After 28 years of operation under various names -- the longest as the Regional Planning Council -- the state-financed Baltimore Regional Council of Governments will bow out June 30. Under legislation recently signed by Gov. William Donald Schaefer, the non-profit Baltimore Metropolitan Council will come into existence. It will assume much of the previous council's staff and duties.

A federal law requires that each urban area have a "metropolitan planning organization" as a prerequisite for funding. Six such agencies exist in Maryland. Only the Baltimore council has been financed by the state. Now it, too, will go private.

This change was triggered by unhappiness at almost all levels. The chief executives of Baltimore City and Anne Arundel, Harford, Howard, Carroll and Baltimore counties neglected the regional council. They said it was ineffective. Citizens did not seem to see any value in it, either.

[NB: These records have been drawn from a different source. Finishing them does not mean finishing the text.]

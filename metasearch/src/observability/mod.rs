//! Observability utilities.

mod logging;
mod tracing;

pub use self::logging::{init_tracing, LogFormat};
pub use self::tracing::SpanTimer;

Under the new arrangement, largely engineered by City Councilman Tony Ambridge, the mayor and the county executives will take direct control of the council. It will be as purposeful and successful as they permit it to be. The chief executives will no longer have anyone to blame but themselves.

Historically, regionalism has had tough going in the Baltimore area. As population, political power and wealth have shifted, city-bashing has increased. Few have taken the time to consider the wider implications of successfully implemented regionalism. It is symptomatic that the old council's death throes started a year and a half ago when a brand new crop of politicians swept into executive offices in most metropolitan counties. They thought they had all the answers to government. Regionalism was not among those answers.

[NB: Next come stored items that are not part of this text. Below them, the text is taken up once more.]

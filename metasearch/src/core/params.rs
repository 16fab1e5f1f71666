//! Query context handed to every adapter call.

use serde::{Deserialize, Serialize};
use std::collections::HashMap;
use std::fmt;

use crate::errors::{MetasearchError, Result};

/// Safe-search level requested by the user.
///
/// Serializes as `off`/`moderate`/`strict`; deserializes from those names
/// or from the numeric levels `0`/`1`/`2`.
#[derive(Debug, Clone, Copy, Default, PartialEq, Eq, Hash, Serialize, Deserialize)]
#[serde(rename_all = "lowercase", try_from = "SafeSearchRepr")]
pub enum SafeSearch {
    /// No filtering.
    Off,
    /// Provider default filtering.
    #[default]
    Moderate,
    /// Strictest filtering the provider offers.
    Strict,
}

impl SafeSearch {
    /// Numeric level (0=off, 1=moderate, 2=strict).
    #[must_use]
    pub const fn level(self) -> u8 {
        match self {
            Self::Off => 0,
            Self::Moderate => 1,
            Self::Strict => 2,
        }
    }

    /// Parses `off`, `moderate` or `strict`, case-insensitively.
    pub fn parse(value: &str) -> Result<Self> {
        match value.trim().to_ascii_lowercase().as_str() {
            "off" => Ok(Self::Off),
            "moderate" => Ok(Self::Moderate),
            "strict" => Ok(Self::Strict),
            other => Err(MetasearchError::invalid_params(format!(
                "unknown safe search level '{other}'"
            ))),
        }
    }

    /// Builds a level from its numeric form.
    pub fn from_level(level: u8) -> Result<Self> {
        match level {
            0 => Ok(Self::Off),
            1 => Ok(Self::Moderate),
            2 => Ok(Self::Strict),
            other => Err(MetasearchError::invalid_params(format!(
                "safe search level {other} is not one of 0, 1, 2"
            ))),
        }
    }
}

#[derive(Deserialize)]
#[serde(untagged)]
enum SafeSearchRepr {
    Level(u8),
    Name(String),
}

impl TryFrom<SafeSearchRepr> for SafeSearch {
    type Error = MetasearchError;

    fn try_from(repr: SafeSearchRepr) -> Result<Self> {
        match repr {
            SafeSearchRepr::Level(level) => Self::from_level(level),
            SafeSearchRepr::Name(name) => Self::parse(&name),
        }
    }
}

/// Recency filter.
#[derive(Debug, Clone, Copy, Default, PartialEq, Eq, Hash, Serialize, Deserialize)]
#[serde(rename_all = "lowercase")]
pub enum TimeRange {
    /// No time restriction (the empty string on the wire).
    #[default]
    #[serde(rename = "")]
    Any,
    /// Last 24 hours.
    Day,
    /// Last 7 days.
    Week,
    /// Last month.
    Month,
    /// Last year.
    Year,
}

impl TimeRange {
    /// Wire form: `""`, `day`, `week`, `month` or `year`.
    #[must_use]
    pub const fn as_str(self) -> &'static str {
        match self {
            Self::Any => "",
            Self::Day => "day",
            Self::Week => "week",
            Self::Month => "month",
            Self::Year => "year",
        }
    }

    /// Parses the wire form.
    pub fn parse(value: &str) -> Result<Self> {
        match value.trim().to_ascii_lowercase().as_str() {
            "" => Ok(Self::Any),
            "day" => Ok(Self::Day),
            "week" => Ok(Self::Week),
            "month" => Ok(Self::Month),
            "year" => Ok(Self::Year),
            other => Err(MetasearchError::invalid_params(format!(
                "unknown time range '{other}'"
            ))),
        }
    }

    /// Whether a restriction applies.
    #[must_use]
    pub const fn is_set(self) -> bool {
        !matches!(self, Self::Any)
    }
}

impl fmt::Display for TimeRange {
    fn fmt(&self, f: &mut fmt::Formatter<'_>) -> fmt::Result {
        f.write_str(self.as_str())
    }
}

/// Per-call query context.
///
/// Immutable once handed to an adapter; `engine_data` carries cross-call
/// state such as an anti-bot token or the handle of a multi-phase search.
#[derive(Debug, Clone, PartialEq, Serialize, Deserialize)]
#[serde(rename_all = "camelCase")]
pub struct EngineParams {
    /// 1-based page number.
    #[serde(default = "default_page")]
    pub page: u32,
    /// Language-region tag such as `en-US`.
    #[serde(default = "default_locale")]
    pub locale: String,
    /// Safe-search level.
    #[serde(default)]
    pub safe_search: SafeSearch,
    /// Recency filter.
    #[serde(default)]
    pub time_range: TimeRange,
    /// Image filter name to constrained value.
    #[serde(default, skip_serializing_if = "HashMap::is_empty")]
    pub image_filters: HashMap<String, String>,
    /// Video filter name to constrained value.
    #[serde(default, skip_serializing_if = "HashMap::is_empty")]
    pub video_filters: HashMap<String, String>,
    /// Free-form cross-call state.
    #[serde(default, skip_serializing_if = "HashMap::is_empty")]
    pub engine_data: HashMap<String, serde_json::Value>,
}

fn default_page() -> u32 {
    1
}

fn default_locale() -> String {
    "en-US".to_string()
}

impl Default for EngineParams {
    fn default() -> Self {
        Self {
            page: default_page(),
            locale: default_locale(),
            safe_search: SafeSearch::default(),
            time_range: TimeRange::default(),
            image_filters: HashMap::new(),
            video_filters: HashMap::new(),
            engine_data: HashMap::new(),
        }
    }
}

impl EngineParams {
    /// Creates parameters for the first page with defaults.
    #[must_use]
    pub fn new() -> Self {
        Self::default()
    }

    /// Sets the page. Values below 1 are raised to 1.
    #[must_use]
    pub fn with_page(mut self, page: u32) -> Self {
        self.page = page.max(1);
        self
    }

    /// Sets the locale tag.
    #[must_use]
    pub fn with_locale(mut self, locale: impl Into<String>) -> Self {
        self.locale = locale.into();
        self
    }

    /// Sets the safe-search level.
    #[must_use]
    pub fn with_safe_search(mut self, safe_search: SafeSearch) -> Self {
        self.safe_search = safe_search;
        self
    }

    /// Sets the time range.
    #[must_use]
    pub fn with_time_range(mut self, time_range: TimeRange) -> Self {
        self.time_range = time_range;
        self
    }

    /// Adds an image filter.
    #[must_use]
    pub fn with_image_filter(mut self, name: impl Into<String>, value: impl Into<String>) -> Self {
        self.image_filters.insert(name.into(), value.into());
        self
    }

    /// Adds a video filter.
    #[must_use]
    pub fn with_video_filter(mut self, name: impl Into<String>, value: impl Into<String>) -> Self {
        self.video_filters.insert(name.into(), value.into());
        self
    }

    /// Adds an engine data entry.
    #[must_use]
    pub fn with_engine_data(mut self, key: impl Into<String>, value: serde_json::Value) -> Self {
        self.engine_data.insert(key.into(), value);
        self
    }

    /// Reads an engine data entry as a string.
    #[must_use]
    pub fn engine_data_str(&self, key: &str) -> Option<&str> {
        self.engine_data.get(key).and_then(serde_json::Value::as_str)
    }

    /// Language part of the locale (`en` for `en-US`), lowercased.
    #[must_use]
    pub fn language(&self) -> String {
        self.locale
            .split(['-', '_'])
            .next()
            .unwrap_or_default()
            .to_ascii_lowercase()
    }

    /// Region part of the locale (`US` for `en-US`), uppercased.
    #[must_use]
    pub fn region(&self) -> Option<String> {
        self.locale
            .split(['-', '_'])
            .nth(1)
            .filter(|r| !r.is_empty())
            .map(str::to_ascii_uppercase)
    }

    /// Checks the invariants a deserialized value may violate.
    pub fn validate(&self) -> Result<()> {
        if self.page < 1 {
            return Err(MetasearchError::invalid_params("page must be 1 or greater"));
        }
        if self.language().is_empty() {
            return Err(MetasearchError::invalid_params(format!(
                "locale '{}' has no language part",
                self.locale
            )));
        }
        Ok(())
    }
}

#[cfg(test)]
mod tests {
    use super::*;

    #[test]
    fn test_defaults() {
        let params = EngineParams::new();
        assert_eq!(params.page, 1);
        assert_eq!(params.locale, "en-US");
        assert_eq!(params.safe_search, SafeSearch::Moderate);
        assert_eq!(params.time_range, TimeRange::Any);
        assert!(params.validate().is_ok());
    }

    #[test]
    fn test_page_floor() {
        assert_eq!(EngineParams::new().with_page(0).page, 1);
        assert_eq!(EngineParams::new().with_page(3).page, 3);
    }

    #[test]
    fn test_locale_split() {
        let params = EngineParams::new().with_locale("pt_br");
        assert_eq!(params.language(), "pt");
        assert_eq!(params.region(), Some("BR".to_string()));

        let params = EngineParams::new().with_locale("de");
        assert_eq!(params.language(), "de");
        assert_eq!(params.region(), None);
    }

    #[test]
    fn test_validate_rejects_page_zero() {
        let params = EngineParams {
            page: 0,
            ..EngineParams::default()
        };
        assert!(matches!(
            params.validate(),
            Err(MetasearchError::InvalidParams(_))
        ));
    }

    #[test]
    fn test_safe_search_levels() {
        assert_eq!(SafeSearch::from_level(0).unwrap(), SafeSearch::Off);
        assert_eq!(SafeSearch::from_level(2).unwrap().level(), 2);
        assert!(SafeSearch::from_level(3).is_err());
    }

    #[test]
    fn test_safe_search_accepts_names_and_levels() {
        let level: SafeSearch = serde_json::from_str("1").unwrap();
        assert_eq!(level, SafeSearch::Moderate);
        let name: SafeSearch = serde_json::from_str("\"strict\"").unwrap();
        assert_eq!(name, SafeSearch::Strict);
        assert_eq!(serde_json::from_str::<SafeSearch>("0").unwrap(), SafeSearch::Off);
        assert!(serde_json::from_str::<SafeSearch>("3").is_err());
        assert!(serde_json::from_str::<SafeSearch>("\"extreme\"").is_err());
        assert_eq!(serde_json::to_string(&SafeSearch::Strict).unwrap(), "\"strict\"");

        let params: EngineParams = serde_json::from_str(r#"{"safeSearch": 2}"#).unwrap();
        assert_eq!(params.safe_search, SafeSearch::Strict);
    }

    #[test]
    fn test_time_range_wire_form() {
        assert_eq!(TimeRange::parse("").unwrap(), TimeRange::Any);
        assert_eq!(TimeRange::parse("Week").unwrap(), TimeRange::Week);
        assert!(TimeRange::parse("decade").is_err());
        assert_eq!(TimeRange::Month.to_string(), "month");

        let json = serde_json::to_string(&TimeRange::Any).unwrap();
        assert_eq!(json, "\"\"");
    }

    #[test]
    fn test_deserialize_camel_case() {
        let params: EngineParams = serde_json::from_str(
            r#"{"page": 2, "safeSearch": "strict", "timeRange": "day", "engineData": {"token": "abc"}}"#,
        )
        .unwrap();
        assert_eq!(params.page, 2);
        assert_eq!(params.locale, "en-US");
        assert_eq!(params.safe_search, SafeSearch::Strict);
        assert_eq!(params.time_range, TimeRange::Day);
        assert_eq!(params.engine_data_str("token"), Some("abc"));
    }
}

This sentiment has shifted. As the privatization of the Baltimore council shows, the area's government chiefs have begun to realize they cannot exist in a vacuum. They need demographic and geographic data on the region from the council's economic resource information services. And to keep their political clout, the executives need to control distribution of federal highway funds, one of the chief responsibilities of the old council.

We urge the Baltimore Metropolitan Council to be a region-wide activist and energizer. We urge it to pick waste-management planning and coordination as its top priority. Regardless of where they live, Marylanders are running out of options: landfills are filling to capacity; incinerators are a hot topic of controversy, and recycling is only a partial solution. If the trash and ash problems are to be solved at all, a regional approach is a must.